Until a release is tagged, qlearning should be considered highly experimental and mostly a fun toy.
$ go get https://github.com/ecooper/qlearning
qlearning provides example implementations in the examples directory of the project.
hangman.go provides a naive implementation of Hangman for use with qlearning.
$ cd $GOPATH/src/github.com/ecooper/qlearning/examples
$ go run hangman.go -h
Usage of hangman:
-debug
Set debug
-games int
Play N games (default 5000000)
-progress int
Print progress messages every N games (default 1000)
-wordlist string
Path to a wordlist (default "./wordlist.txt")
-words int
Use N words from wordlist (default 10000)

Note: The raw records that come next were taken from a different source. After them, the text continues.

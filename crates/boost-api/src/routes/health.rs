//! Liveness probe and Prometheus scrape endpoint.

use axum::extract::State;
use axum::http::header;
use axum::response::IntoResponse;
use axum::routing::get;
use axum::Router;

use crate::error::AppError;
use crate::state::AppState;

/// Assemble the health and metrics router.
pub fn router() -> Router<AppState> {
    Router::new()
        .route("/health", get(health))
        .route("/metrics", get(prometheus_metrics))
}

/// GET /health
#[utoipa::path(
    get,
    path = "/health",
    responses((status = 200, description = "Service is up", body = String)),
    tag = "operations"
)]
pub(crate) async fn health() -> &'static str {
    "ok"
}

/// GET /metrics — Prometheus text exposition.
#[utoipa::path(
    get,
    path = "/metrics",
    responses(
        (status = 200, description = "Prometheus metrics", body = String),
        (status = 404, description = "No recorder installed", body = crate::error::ErrorBody),
    ),
    tag = "operations"
)]
pub(crate) async fn prometheus_metrics(
    State(state): State<AppState>,
) -> Result<impl IntoResponse, AppError> {
    let handle = state
        .metrics
        .as_ref()
        .ok_or_else(|| AppError::NotFound("metrics recorder not installed".into()))?;
    Ok((
        [(header::CONTENT_TYPE, "text/plain; version=0.0.4")],
        handle.render(),
    ))
}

By default, running hangman.go will play millions
of games against a 10,000-word corpus. That's a bit overkill for just
trying out qlearning. You can run it against a smaller number of words
for a few number of games using the -games
and -words
flags.
$ go run hangman.go -words 100 -progress 1000 -games 5000
100 words loaded
1000 games played: 92 WINS 908 LOSSES 9% WIN RATE
2000 games played: 447 WINS 1553 LOSSES 36% WIN RATE
3000 games played: 1064 WINS 1936 LOSSES 62% WIN RATE
4000 games played: 1913 WINS 2087 LOSSES 85% WIN RATE
5000 games played: 2845 WINS 2155 LOSSES 93% WIN RATE
Agent performance: 5000 games played, 2845 WINS 2155 LOSSES 57% WIN RATE
"WIN RATE" per progress report is isolated within that cycle, a group of 1000 games in this example. The win rate is meant to show the velocity of learning by the agent. If it is "learning", the win rate should be increasing until reaching convergence.
As you can see, after 5000 games, the agent is able to "learn" and play hangman against a 100-word vocabulary.
See godocs for the package documentation.